Elk, bighorns, badgers, wolverines, lynx, mountain lions, wolves and an abundance and diversity of other wildlife thrive on this land. Clear, clean rivers sustain some of the last remaining healthy populations of Westslope cutthroat trout. Grizzlies still wander out onto the plains like they did when Lewis and Clark came through. The U.S. Fish and Wildlife Service declared it the “top one percent” of wildlife habitat remaining in the Continental U.S. It’s long been sacred ground to the Blackfeet Nation. Much of it has been permanently protected from gas and oil development.

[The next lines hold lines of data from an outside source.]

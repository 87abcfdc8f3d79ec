//! Scores, signal quality and per-second metric records.

use schemars::JsonSchema;
use serde::{Deserialize, Serialize};

/// The persisted score triple, each 0-100.
#[derive(Debug, Clone, Copy, PartialEq, Eq, Serialize, Deserialize, JsonSchema)]
pub struct Scores {
    pub focus: u8,
    pub energy: u8,
    pub confidence: u8,
}

impl Default for Scores {
    fn default() -> Self {
        Self {
            focus: 75,
            energy: 75,
            confidence: 75,
        }
    }
}

/// Tracking reliability breakdown.
#[derive(Debug, Clone, Copy, PartialEq, Serialize, Deserialize, JsonSchema)]
pub struct SignalQuality {
    /// Face-presence ratio this second (0-1)
    pub q_face: f64,
    /// Face-size stability proxy for distance/lighting (0-1)
    pub q_light: f64,
    /// Head-motion stability (0-1)
    pub q_stability: f64,
    /// Weighted total (0-100)
    pub q_total: f64,
}

impl Default for SignalQuality {
    fn default() -> Self {
        Self {
            q_face: 1.0,
            q_light: 1.0,
            q_stability: 1.0,
            q_total: 100.0,
        }
    }
}

/// One aggregated second of session history.
#[derive(Debug, Clone, Copy, PartialEq, Serialize, Deserialize, JsonSchema)]
pub struct SecondMetrics {
    /// Tick timestamp (ms)
    pub t: i64,
    pub focus: u8,
    pub energy: u8,
    pub confidence: u8,
    pub away_ratio: f64,
    pub face_present: bool,
    pub ear: f64,
    pub blink_rate: f64,
    pub yawn_active: bool,
    pub speaking: bool,
    /// Head-motion EMA
    pub head_motion: f64,
    /// Gaze-motion EMA
    pub gaze_motion: f64,
    /// `q_total` for this second
    pub signal_quality: f64,
    /// Away/not-away flips within this second
    pub away_toggle_count: u32,
}

/// Raw measurements reported alongside the scores.
#[derive(Debug, Clone, Copy, PartialEq, Serialize, Deserialize, JsonSchema)]
pub struct MetricsSnapshot {
    pub ear: f64,
    pub blink_rate: f64,
    pub away_ratio: f64,
    pub head_motion: f64,
    pub gaze_motion: f64,
    pub face_size: f64,
    pub iris_available: bool,
}

/// Discrete behavioral label for display.
#[derive(Debug, Clone, Copy, PartialEq, Eq, Hash, Serialize, Deserialize, JsonSchema)]
#[serde(rename_all = "snake_case")]
pub enum ObservedMode {
    DeepFocus,
    Thinking,
    Distracted,
    Fatigued,
    HighEnergy,
    Neutral,
    Away,
    LowSignal,
}

impl ObservedMode {
    pub fn as_str(&self) -> &'static str {
        match self {
            ObservedMode::DeepFocus => "deep_focus",
            ObservedMode::Thinking => "thinking",
            ObservedMode::Distracted => "distracted",
            ObservedMode::Fatigued => "fatigued",
            ObservedMode::HighEnergy => "high_energy",
            ObservedMode::Neutral => "neutral",
            ObservedMode::Away => "away",
            ObservedMode::LowSignal => "low_signal",
        }
    }

    pub fn label(&self) -> &'static str {
        match self {
            ObservedMode::DeepFocus => "Deep Focus",
            ObservedMode::Thinking => "Thinking",
            ObservedMode::Distracted => "Distracted",
            ObservedMode::Fatigued => "Fatigued",
            ObservedMode::HighEnergy => "High Energy",
            ObservedMode::Neutral => "Neutral",
            ObservedMode::Away => "Away",
            ObservedMode::LowSignal => "Low Signal",
        }
    }

    pub fn description(&self) -> &'static str {
        match self {
            ObservedMode::DeepFocus => "Sustained high attention",
            ObservedMode::Thinking => "Processing, productive look-away",
            ObservedMode::Distracted => "Attention fragmented",
            ObservedMode::Fatigued => "Energy indicators low",
            ObservedMode::HighEnergy => "Alert and engaged",
            ObservedMode::Neutral => "Steady state",
            ObservedMode::Away => "Face not in frame",
            ObservedMode::LowSignal => "Tracking quality degraded",
        }
    }
}

/// Observed mode with display text and a 0-100 confidence.
#[derive(Debug, Clone, PartialEq, Eq, Serialize, Deserialize, JsonSchema)]
pub struct ObservedModeReading {
    pub mode: ObservedMode,
    pub label: String,
    pub description: String,
    pub confidence: u8,
}

impl ObservedModeReading {
    pub fn new(mode: ObservedMode, confidence: u8) -> Self {
        Self {
            mode,
            label: mode.label().to_string(),
            description: mode.description().to_string(),
            confidence,
        }
    }
}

Unfortunately, the 130,000-acre Badger-Two Medicine area – which borders Glacier National Park, The Bob Marshall Wilderness and the Blackfeet Nation – remains threatened. In 1981, the Department of the Interior began issuing oil and gas leases in the Badger-Two Medicine without full environmental review and consulting the Blackfeet people, violating laws that require they do so. Since then, some of the leases have been relinquished voluntarily by energy interests. However, a handful of companies have declined offers to buy-out or swap their leases for holdings in less sensitive areas. One of those companies, Solenex, filed suit in 2013, demanding access to their highly-contested lease area, precipitating the need to rid Badger-Two Medicine of leases once and for all. The recent cancellation of the Solenex lease is a promising step in that direction.

The Glacier-Two Medicine Alliance, made up of a diversity of local hunters, anglers, businessmen and other citizens, has been helping the Blackfeet Nation fight this battle since 1984, along with the Montana Wilderness Association, The Wilderness Society and several hunting and fishing conservation organizations. As the newly-hired western Montana field representative for the Montana Wildlife Federation, I look forward to re-engaging in this important effort to protect this unique and wild place.

While working along the Front a decade ago, I became acquainted with Chief Earl Old Person, Chief of the Blackfeet Nation. One time, while eating breakfast together at the Two Medicine Cafe in East Glacier, I shared with the Chief some personal struggles. He suggested a few remedies; one of them was the Badger-Two Medicine Area. “Go there,” he said. “You’ll feel better.”

I did. And I’ve gone back time and time again – backpacking, hunting, fishing and freely roaming the wilds. We need to ensure that people will always have that opportunity. By working together, we can all help achieve the vision of the Glacier-Two Medicine Alliance: “A child of future generations will recognize and can experience the same cultural and ecological richness that we find in the wild lands of the Badger-Two Medicine today.”